Giusto ! Ma una cosa sono le problematiche inerenti l'ambito tecnologico ed ev, il modem/router per l'appunto. Ma qualcuno qui mi pare dicesse, in prima persona, di avere avuto problematiche con il router e, come persona/individuo solo puoi avere problemi, non problematiche ...

Come soggetto/persona/individuo, non si hanno mai problematiche bensì problemi.
Le problematiche sono inerenti un settore, un àmbito, un insieme di questioni, un gruppo o disciplina...

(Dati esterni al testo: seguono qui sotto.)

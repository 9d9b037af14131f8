//! Trial setup sampling: mesh scales, start poses, container sizing.

use nalgebra::{UnitQuaternion, Vector2, Vector3};
use rand::Rng;
use tracing::warn;

use placement_types::{LoadPoseType, ObjectClass, Point3, RigidPose, ScaleRange};

/// Table region an object's start position is drawn from.
#[derive(Debug, Clone, Copy, PartialEq)]
pub struct SampleRegion {
    /// X range (low, high).
    pub x: (f64, f64),
    /// Y range (low, high).
    pub y: (f64, f64),
    /// Table surface height.
    pub table_z: f64,
}

impl SampleRegion {
    /// Creates a region.
    #[must_use]
    pub const fn new(x: (f64, f64), y: (f64, f64), table_z: f64) -> Self {
        Self { x, y, table_z }
    }
}

/// Samples a non-uniform mesh scale from the class range.
///
/// When `randomized` is off this is the class default, uniformly. When on,
/// up to three independent scalars are drawn from the range and arranged
/// by one of five equally likely patterns (all equal, `[a, a, b]`,
/// `[a, b, b]`, `[a, b, a]`, `[a, b, c]`), covering both uniform and
/// mildly anisotropic shapes.
pub fn sample_mesh_scale<R: Rng>(rng: &mut R, range: ScaleRange, randomized: bool) -> Vector3<f64> {
    if !randomized || range.high <= range.low {
        return Vector3::new(range.default, range.default, range.default);
    }
    let a = rng.gen_range(range.low..range.high);
    let b = rng.gen_range(range.low..range.high);
    let c = rng.gen_range(range.low..range.high);
    match rng.gen_range(0..5) {
        0 => Vector3::new(a, a, a),
        1 => Vector3::new(a, a, b),
        2 => Vector3::new(a, b, b),
        3 => Vector3::new(a, b, a),
        _ => Vector3::new(a, b, c),
    }
}

/// Checks that a container parent is large enough for its child and
/// returns a corrective uniform parent scale when it is not.
///
/// Extents are the planar (XY) bounding-box extents of each mesh, scaled
/// and rotated upright. When the child's largest extent exceeds 3/4 of the
/// container's smallest planar extent, the parent is enlarged so the child
/// fits with margin drawn uniformly from [1.5, 2.0).
pub fn container_fit_rescale<R: Rng>(
    rng: &mut R,
    parent_planar_extents: &Vector2<f64>,
    child_planar_extents: &Vector2<f64>,
) -> Option<f64> {
    let child_max = child_planar_extents.x.max(child_planar_extents.y);
    let parent_min = parent_planar_extents.x.min(parent_planar_extents.y);
    if child_max <= 0.75 * parent_min {
        return None;
    }
    let margin = rng.gen_range(1.5..2.0);
    let scale = child_max * margin / parent_min;
    warn!(
        scale,
        child_max, parent_min, "rescaling container parent to fit child"
    );
    Some(scale)
}

/// Samples a start pose for one of the sampled load-pose policies.
///
/// The position is uniform over `region` at table height, and every
/// sampled pose gets an extra uniform body yaw in [-π, π). Under
/// [`LoadPoseType::RandomUpright`] the orientation starts from the class
/// upright; under [`LoadPoseType::AnyPose`] roll and pitch (and yaw,
/// except for classes with restricted tilt) are perturbed uniformly in
/// ±π/3 first.
///
/// Returns `None` for [`LoadPoseType::DemoPose`]: those objects reuse the
/// recorded demonstration pose instead of sampling one.
pub fn sample_start_pose<R: Rng>(
    rng: &mut R,
    class: ObjectClass,
    policy: LoadPoseType,
    region: &SampleRegion,
) -> Option<RigidPose> {
    let base_rotation = match policy {
        LoadPoseType::DemoPose => return None,
        LoadPoseType::RandomUpright => class.upright_rotation(),
        LoadPoseType::AnyPose => {
            let third_pi = std::f64::consts::FRAC_PI_3;
            let roll = rng.gen_range(-third_pi..third_pi);
            let pitch = rng.gen_range(-third_pi..third_pi);
            let yaw = if class.restricted_tilt() {
                0.0
            } else {
                rng.gen_range(-third_pi..third_pi)
            };
            UnitQuaternion::from_euler_angles(roll, pitch, yaw)
        }
    };

    let position = Point3::new(
        rng.gen_range(region.x.0..region.x.1),
        rng.gen_range(region.y.0..region.y.1),
        region.table_z,
    );
    let body_yaw = UnitQuaternion::from_axis_angle(
        &Vector3::z_axis(),
        rng.gen_range(-std::f64::consts::PI..std::f64::consts::PI),
    );
    Some(RigidPose::new(position, body_yaw * base_rotation))
}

Per cui per es. il router/modem non ha problematiche. Ma si può scrivere un articolo sulle ... problematiche inerenti i router/modem.   Problematiche dello specifico settore che, di fatto, può rivelare averne di diverso tipo.
Ma io o "il Carlino" della situazione non abbiamo problematiche con nessuno, pur magari avendo voglia di darcene di santa ragione fra di noi  😁😂


----------



## ohbice

È un vecchissimo thread. Io associo al termine "problematica" un'incapacità densa e irrimediabile di parlare e scrivere l'italiano. Se esiste l'1% di gente in Italia capace di usare "problematica" con il giusto senso? Non credo. 
Ogni volta che sento "problematica" smetto di dare credito alla persona con cui sto parlando.


----------



## bearded

Io collocherei la problematica (= i problemi) accanto alla tempistica (= i tempi), all'efficientamento (= aumento di efficienza), al cronoprogramma (= tempi programmati) e a molti altri termini di moda oggi, fra le parole del burocratese/politichese pronunciate da chi si vuol dare aria d'importanza e magari, come detto sopra da alcuni, non padroneggia bene l'italiano di tutti i giorni.


----------



## francisgranada

Per me _problematica _è un termine astratto che significa _grosso modo_ un "insieme di problemi / questioni / concetti ecc .... da discutere / analizzare/ risolvere ecc...".  Da un tale punto di vista, secondo me non è necessariamente negativo.



MinnieC. said:


> Ma se per es. si scrive un titolo, come:  "il modem e le sue problematiche" può darsi che ci si riferisca a tutta una serie di problemi DI/IN quell'àmbito.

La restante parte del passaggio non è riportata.